I explain how this can look and feel in my previous article on burnout here through my personal story. Simply put in pre-burnout a previously fantastic employee will begin to feel emotionally exhausted which forces them into the behaviours of a disengaged employee. They can be tired, lack confidence, negative and difficult. This is obviously bad for the individual and their health but also bad for the business. Not only does the business miss out on the productivity of that person but the people around this previously positive person are going to be affected by the newfound negativity of this person.
When an employee reaches full burnout there are two common outcomes:
1 - Long term sick
2 - Leaving the business
We have to accept that our new environment supports burnout and that it's our best employees that are most at risk of suffering it. If we don't proactively approach this in our businesses we will stay on a conveyor belt of our best people burning out and leaving every 2-5 years.
So what can we do to prevent burnout? After reading my previous article on burnout - here - I've found the following five tips to be most effective. Note - when I mention training I primarily refer to your managers, senior staff and people leaders.

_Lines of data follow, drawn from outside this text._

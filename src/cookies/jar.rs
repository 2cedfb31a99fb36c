//! Cookie jar abstraction and a simple in-memory implementation.
//!
//! A jar represents the cookies of the page's origin as far as the consent
//! core is concerned. The core only ever writes its two signal cookies and
//! reads them back for inspection; matching rules, domains and eviction are
//! the host cookie store's business behind this seam.

use crate::cookies::Cookie;
use std::collections::HashMap;

/// Write/read access to the page's cookies.
///
/// Implementations bridge to the real cookie store of the embedding
/// environment. The in-memory implementation below mimics browser expiry
/// semantics: setting an already-expired cookie removes it.
pub trait CookieJar: Send + Sync {
    /// Stores `cookie`, replacing any cookie of the same name. A cookie whose
    /// lifetime is already spent must be treated as a deletion.
    fn set_cookie(&mut self, cookie: Cookie);

    /// Returns the value of the cookie named `name`, if present.
    fn get(&self, name: &str) -> Option<String>;

    /// All live cookies, for diagnostics and tests.
    fn cookies(&self) -> Vec<Cookie>;

    /// Removes all cookies from the jar.
    fn clear(&mut self);
}

/// In-memory cookie jar keyed by cookie name.
#[derive(Debug, Default)]
pub struct InMemoryCookieJar {
    entries: HashMap<String, Cookie>,
}

impl InMemoryCookieJar {
    pub fn new() -> Self {
        Self::default()
    }
}

impl CookieJar for InMemoryCookieJar {
    fn set_cookie(&mut self, cookie: Cookie) {
        if cookie.is_expired() {
            self.entries.remove(&cookie.name);
        } else {
            self.entries.insert(cookie.name.clone(), cookie);
        }
    }

    fn get(&self, name: &str) -> Option<String> {
        self.entries.get(name).map(|c| c.value.clone())
    }

    fn cookies(&self) -> Vec<Cookie> {
        let mut v: Vec<Cookie> = self.entries.values().cloned().collect();
        v.sort_by(|a, b| a.name.cmp(&b.name));
        v
    }

    fn clear(&mut self) {
        self.entries.clear();
    }
}
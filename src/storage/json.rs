//! JSON-file-backed storage area.
//!
//! `JsonFileArea` persists a flat string map to a single JSON file. Every
//! mutation rewrites the whole file; an absent or unparseable file is treated
//! as empty so a corrupted store degrades to "no decision recorded" instead
//! of failing the page.
//!
//! File writes are not atomic. The data set here is two short keys, so the
//! whole-file rewrite is not a concern.

use crate::storage::area::StorageArea;
use anyhow::{Context, Result};
use std::collections::HashMap;
use std::fs;
use std::path::PathBuf;
use std::sync::Mutex;

/// A storage area persisted to a JSON file on disk.
pub struct JsonFileArea {
    path: PathBuf,
    map: Mutex<HashMap<String, String>>,
}

impl JsonFileArea {
    /// Opens (or creates) a JSON storage area at `path`.
    ///
    /// An existing file that fails to parse is treated as empty rather than
    /// an error; the next write replaces it.
    pub fn open(path: PathBuf) -> Result<Self> {
        let map = match fs::read_to_string(&path) {
            Ok(contents) => serde_json::from_str(&contents).unwrap_or_else(|e| {
                log::warn!("ignoring unparseable storage file {}: {e}", path.display());
                HashMap::new()
            }),
            Err(_) => HashMap::new(),
        };

        Ok(Self {
            path,
            map: Mutex::new(map),
        })
    }

    fn persist(&self, map: &HashMap<String, String>) -> Result<()> {
        let contents = serde_json::to_string_pretty(map)?;
        fs::write(&self.path, contents)
            .with_context(|| format!("writing storage file {}", self.path.display()))
    }
}

impl StorageArea for JsonFileArea {
    fn get_item(&self, key: &str) -> Option<String> {
        self.map.lock().ok()?.get(key).cloned()
    }

    fn set_item(&self, key: &str, value: &str) -> Result<()> {
        let mut map = self
            .map
            .lock()
            .map_err(|e| anyhow::anyhow!("storage lock poisoned: {e}"))?;
        map.insert(key.to_string(), value.to_string());
        self.persist(&map)
    }

    fn remove_item(&self, key: &str) -> Result<()> {
        let mut map = self
            .map
            .lock()
            .map_err(|e| anyhow::anyhow!("storage lock poisoned: {e}"))?;
        map.remove(key);
        self.persist(&map)
    }

    fn clear(&self) -> Result<()> {
        let mut map = self
            .map
            .lock()
            .map_err(|e| anyhow::anyhow!("storage lock poisoned: {e}"))?;
        map.clear();
        self.persist(&map)
    }

    fn len(&self) -> usize {
        self.map.lock().map(|m| m.len()).unwrap_or(0)
    }

    fn keys(&self) -> Vec<String> {
        let mut v: Vec<String> = self
            .map
            .lock()
            .map(|m| m.keys().cloned().collect())
            .unwrap_or_default();
        v.sort_unstable();
        v
    }
}

#[cfg(test)]
mod tests {
    use super::*;

    #[test]
    fn survives_reopen() {
        let dir = tempfile::tempdir().unwrap();
        let path = dir.path().join("prefs.json");

        {
            let area = JsonFileArea::open(path.clone()).unwrap();
            area.set_item("gp_consent_prefs", r#"{"statistics":true,"marketing":false}"#)
                .unwrap();
            area.set_item("gp_consent_set", "true").unwrap();
        }

        let area = JsonFileArea::open(path).unwrap();
        assert_eq!(area.len(), 2);
        assert_eq!(area.get_item("gp_consent_set").as_deref(), Some("true"));
    }

    #[test]
    fn corrupted_file_treated_as_empty() {
        let dir = tempfile::tempdir().unwrap();
        let path = dir.path().join("prefs.json");
        fs::write(&path, "{not json!").unwrap();

        let area = JsonFileArea::open(path.clone()).unwrap();
        assert_eq!(area.len(), 0);
        assert!(area.get_item("gp_consent_set").is_none());

        // the next write replaces the corrupted file
        area.set_item("k", "v").unwrap();
        let reopened = JsonFileArea::open(path).unwrap();
        assert_eq!(reopened.get_item("k").as_deref(), Some("v"));
    }

    #[test]
    fn missing_file_is_empty_until_first_write() {
        let dir = tempfile::tempdir().unwrap();
        let path = dir.path().join("nope.json");

        let area = JsonFileArea::open(path.clone()).unwrap();
        assert!(area.is_empty());
        assert!(!path.exists());

        area.set_item("a", "1").unwrap();
        assert!(path.exists());
    }
}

5 ways to prevent burnout in your workplace in 2022
1 - Raise Awareness of Burnout
Sorry, not very exciting but an essential first step. In this modern technologically developed world we have gotten used to finding an app or piece of software to address any problems we face. Whilst there are lots of software and app out there to help with burnout, none will make much difference if our people aren't aware of the issue. Your people need to understand that:
They are hard-wired to work too much,
Today it's easier than it's ever been before to work too much
Working or thinking about work too much can lead to burnout - emotional exhaustion
I've delivered training on this to hundreds of professionals and find that the key to getting this message across powerfully is by highlighting the negative impacts of burnout on health and performance at work. Hearing the effect it has on performance ensures that your high-performing 'career at all costs' driven people listen as well.
2 - Ensure leaders are promoting work-life balance
Leaders - and this includes managers - behaviours have more influence on other people's actions than they often realise. If the leader of the company is working 12 hours a day managers notice this and think that's the behaviour they need to emulate. If managers are working crazy hours, employees notice this and think they should be doing the same also. Culture travels downwards.
The effects of people leaders working too much are by and large negatively exponential. Whereas some people can legitimately work 12+ hours a day 6-7 days a week and still be happy - Elon Musk is purportedly a famous example - for the vast majority of people, this is unhealthy and unsustainable.
We don't want our people to just be at work a lot, we want our people to help us achieve company objectives to a high standard. It's entirely possible that the latter can be done without someone having to sacrifice most of their life - leaders and managers should be the first to demonstrate this.
3 - Train managers to create life schedules
If your people work too much not only do they accumulate unhealthy levels of stress, they also neglect their personal lives. It's a simple mathematical equation. There are only so many hours in a day and days in a week. The time we make for doing or thinking about work, the more time we take away from personal life and personal duties.
The challenge is that as previously mentioned, many of us, especially those of us who are highly engaged in our work, put work at the top of our mental priority list. When work is at the top of the list - no matter how high up our other priorities are such as family, health, social life, fun etc - everything else is still second or lower. I witness the effects of this over and over again. Highly competent intelligent talented people that neglect their health for years on end because all of their available energy goes into career and looking after the kids. There's no time left for them and by the time they get to their mid 30's/40's they feel like a shadow of their former selves.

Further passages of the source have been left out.